**RECORD EXCERPTS**
//! Message classification and parsing
//!
//! The orchestration entry point: decides whether a message describes a
//! completed financial transaction and, when it does, extracts the
//! structured record. Stages run in strict order and reject as early as
//! possible:
//! 1. Exclusion filters (balance enquiry, OTP, scheduled/future, due
//!    reminders)
//! 2. Positive evidence gate (currency amount + transaction verb)
//! 3. Bank-specific shape confirmation
//! 4. Conservative confidence scoring
//!
//! Rejection is the common case for inbound messages and is signaled by
//! a reason, never an error.

use regex::Regex;
use serde::{Deserialize, Serialize};
use tracing::debug;

use crate::banks::BankRegistry;
use crate::error::Result;
use crate::extract;
use crate::models::{fingerprint, Direction, Transaction};
use crate::sentiment::LexiconScorer;

/// Verbs that count as transaction evidence
const TRANSACTION_VERBS: &[&str] = &[
    "debited",
    "credited",
    "paid",
    "sent",
    "received",
    "transfer",
    "payment",
    "spent",
    "purchased",
    "transaction",
];

/// Verbs strong enough to accept on their own (with an amount present)
const STRONG_VERBS: &[&str] = &["debited", "credited", "paid", "received"];

/// Currency-amount shape required by the positive evidence gate
const CURRENCY_SHAPE: &str =
    r"(?i)(?:rs\.?|inr|₹)\s*[0-9,]+(?:\.[0-9]{1,2})?|[0-9,]+(?:\.[0-9]{1,2})?\s*(?:rs\.?|inr)";

/// Account-reference shape ("A/c", "Acct XX1234", masked digits)
const ACCOUNT_REFERENCE_SHAPE: &str = r"(?i)\ba/?c\b|\bacct\b|\baccount\b|[x*]{2,}\d+";

/// Phrases indicating the transaction already happened
const COMPLETION_INDICATORS: &[&str] = &[
    "debited",
    "credited",
    "has been",
    "was",
    "successful",
    "successfully",
    "completed",
];

/// Why a message was rejected by the classification gate
#[derive(Debug, Clone, Copy, PartialEq, Eq, Serialize, Deserialize)]
#[serde(rename_all = "snake_case")]
pub enum RejectReason {
    /// Balance/statement enquiry with no debit/credit verb
    BalanceEnquiry,
    /// OTP, verification, or login message
    Otp,
    /// Future-tense/scheduled/reminder phrasing without completion language
    FutureTense,
    /// Due-date or minimum-due statement phrasing
    DueReminder,
    /// No currency-amount-shaped substring
    NoAmount,
    /// No transaction verb from the fixed vocabulary
    NoTransactionVerb,
    /// Known bank, but no transaction-shape pattern matched
    BankPatternMismatch,
    /// Evidence too weak for the conservative confidence gate
    LowConfidence,
}

impl RejectReason {
    pub fn as_str(&self) -> &'static str {
        match self {
            Self::BalanceEnquiry => "balance_enquiry",
            Self::Otp => "otp",
            Self::FutureTense => "future_tense",
            Self::DueReminder => "due_reminder",
            Self::NoAmount => "no_amount",
            Self::NoTransactionVerb => "no_transaction_verb",
            Self::BankPatternMismatch => "bank_pattern_mismatch",
            Self::LowConfidence => "low_confidence",
        }
    }
}

impl std::fmt::Display for RejectReason {
    fn fmt(&self, f: &mut std::fmt::Formatter<'_>) -> std::fmt::Result {
        write!(f, "{}", self.as_str())
    }
}

/// Exclusion filters, evaluated in order over the lower-cased message.
/// Any one matching rejects the message with its reason tag.
const EXCLUSION_FILTERS: &[(RejectReason, fn(&str) -> bool)] = &[
    (RejectReason::BalanceEnquiry, is_balance_enquiry),
    (RejectReason::Otp, is_otp_message),
    (RejectReason::FutureTense, is_scheduled_notice),
    (RejectReason::DueReminder, is_due_statement),
];

fn is_balance_enquiry(msg: &str) -> bool {
    let balance_mention = ["avl bal", "available balance", "available bal", "a/c bal", "balance is", "bal:"]
        .iter()
        .any(|p| msg.contains(p));
    balance_mention && !TRANSACTION_VERBS.iter().any(|v| msg.contains(v))
}

fn is_otp_message(msg: &str) -> bool {
    [
        "otp",
        "one time password",
        "one-time password",
        "verification code",
        "verification pin",
        "login",
        "log in to",
        "passcode",
    ]
    .iter()
    .any(|p| msg.contains(p))
}

fn is_scheduled_notice(msg: &str) -> bool {
    let future = ["will be debited", "will be credited", "scheduled for", "upcoming", "reminder:", "standing instruction"]
        .iter()
        .any(|p| msg.contains(p));
    // Completion language must be unambiguously past tense here; bare
    // "debited" also appears inside "will be debited"
    let completed = ["has been", "was debited", "was credited", "successful", "completed"]
        .iter()
        .any(|p| msg.contains(p));
    future && !completed
}

fn is_due_statement(msg: &str) -> bool {
    ["minimum due", "min due", "min amt due", "total due", "payment due", "due date", "is due by"]
        .iter()
        .any(|p| msg.contains(p))
}

/// Explicit direction phrases that win outright, in evaluation order
const EXPLICIT_DIRECTION_PHRASES: &[(&str, Direction)] = &[
    ("debited from", Direction::Debit),
    ("credited to", Direction::Credit),
    ("withdrawn from", Direction::Debit),
    ("deposited in", Direction::Credit),
    ("deposited to", Direction::Credit),
];

/// Message classifier and transaction parser
///
/// Owns the bank registry and the fallback scorer; both are built once and
/// read-only afterwards, so a single classifier can serve concurrent
/// workers.
pub struct Classifier {
    registry: BankRegistry,
    scorer: LexiconScorer,
}

impl Classifier {
    pub fn new() -> Result<Self> {
        Ok(Self {
            registry: BankRegistry::new()?,
            scorer: LexiconScorer::new(),
        })
    }

    pub fn registry(&self) -> &BankRegistry {
        &self.registry
    }

    /// Run the full accept/reject gate
    ///
    /// `Err(reason)` tags the stage that rejected the message; rejection
    /// is an expected outcome, not a failure.
    pub fn classify_message(
        &self,
        message: &str,
        sender: &str,
    ) -> std::result::Result<(), RejectReason> {
        let msg = message.to_lowercase();

        // Stage 1: exclusion filters
        for (reason, filter) in EXCLUSION_FILTERS {
            if filter(&msg) {
                debug!(reason = %reason, "message excluded");
                return Err(*reason);
            }
        }

        // Stage 2: positive evidence
        let has_amount = Regex::new(CURRENCY_SHAPE)
            .map(|re| re.is_match(message))
            .unwrap_or(false);
        if !has_amount {
            return Err(RejectReason::NoAmount);
        }
        let has_verb = TRANSACTION_VERBS.iter().any(|v| msg.contains(v));
        if !has_verb {
            return Err(RejectReason::NoTransactionVerb);
        }

        // Stage 3: bank-specific confirmation
        let bank = self.registry.identify(sender, message);
        if !bank.is_general() {
            if let Some(profile) = self.registry.profile(bank) {
                if !profile.transaction_shapes().is_empty() && !profile.matches_shape(message) {
                    debug!(bank = %bank, "no transaction shape matched");
                    return Err(RejectReason::BankPatternMismatch);
                }
            }
        }

        // Stage 4: conservative confidence scoring
        let has_account_ref = Regex::new(ACCOUNT_REFERENCE_SHAPE)
            .map(|re| re.is_match(message))
            .unwrap_or(false);
        let has_completion = COMPLETION_INDICATORS.iter().any(|p| msg.contains(p));
        let has_strong_verb = STRONG_VERBS.iter().any(|v| msg.contains(v));

        let confident = (has_account_ref && has_completion)
            || (has_strong_verb && has_amount)
            || (!bank.is_general() && has_amount && has_verb);

        if !confident {
            return Err(RejectReason::LowConfidence);
        }

        Ok(())
    }

    /// Whether a message describes a completed transaction
    pub fn is_transaction_message(&self, message: &str, sender: &str) -> bool {
        self.classify_message(message, sender).is_ok()
    }

    /// Classify the direction of money movement
    ///
    /// Ordered cascade: explicit phrases win outright; then verb +
    /// possessive-context flags, with strong-verb and first-occurrence
    /// tie-breaking; the lexicon scorer decides anything left over (its
    /// tie default is DEBIT, the majority class).
    pub fn determine_direction(&self, message: &str) -> Direction {
        let msg = message.to_lowercase();

        for (phrase, direction) in EXPLICIT_DIRECTION_PHRASES {
            if msg.contains(phrase) {
                return *direction;
            }
        }

        let possessive_context =
            msg.contains("your") || msg.contains("a/c") || msg.contains("account");
        let debit_flagged = msg.contains("debited") && possessive_context;
        let credit_flagged = msg.contains("credited") && possessive_context;

        match (debit_flagged, credit_flagged) {
            (true, false) => Direction::Debit,
            (false, true) => Direction::Credit,
            (true, true) => {
                // Strong-verb override, else first occurrence wins
                if ["paid", "spent", "purchase"].iter().any(|v| msg.contains(v)) {
                    Direction::Debit
                } else if ["received", "income", "salary"].iter().any(|v| msg.contains(v)) {
                    Direction::Credit
                } else {
                    let debit_pos = msg.find("debited").unwrap_or(usize::MAX);
                    let credit_pos = msg.find("credited").unwrap_or(usize::MAX);
                    if debit_pos <= credit_pos {
                        Direction::Debit
                    } else {
                        Direction::Credit
                    }
                }
            }
            (false, false) => self.scorer.score(message),
        }
    }

    /// Parse a message into a structured transaction
    ///
    /// Runs the gate, resolves the bank, extracts the amount (rejecting on
    /// a miss), determines direction, extracts the merchant, synthesizes
    /// the description, and fingerprints the result. `None` on any
    /// rejection.
    pub fn parse(&self, message: &str, sender: &str, timestamp_millis: i64) -> Option<Transaction> {
        if let Err(reason) = self.classify_message(message, sender) {
            debug!(%reason, "message rejected");
            return None;
        }

        let bank = self.registry.identify(sender, message);
        let profile = self.registry.profile(bank);

        let amount = match extract::extract_amount(message, profile) {
            Some(amount) => (amount * 100.0).round() / 100.0,
            None => {
                debug!("no extractable amount");
                return None;
            }
        };

        let direction = self.determine_direction(message);
        let merchant_name = extract::extract_merchant_name(message);
        let description = extract::generate_description(message, direction, &merchant_name);
        let merchant = (!merchant_name.is_empty()).then_some(merchant_name);

        let fingerprint = fingerprint(amount, timestamp_millis, merchant.as_deref(), bank, direction);

        debug!(%bank, %direction, amount, "message parsed");

        Some(Transaction {
            bank,
            direction,
            amount,
            timestamp_millis,
            description,
            merchant,
            raw_message: Some(message.to_string()),
            fingerprint,
        })
    }
}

**HOW TO COMPLETE THIS TASK**
From the data, list each line in which the string "impl" appears.

**COMPLETED EXERCISE**
impl RejectReason {
impl std::fmt::Display for RejectReason {
impl Classifier {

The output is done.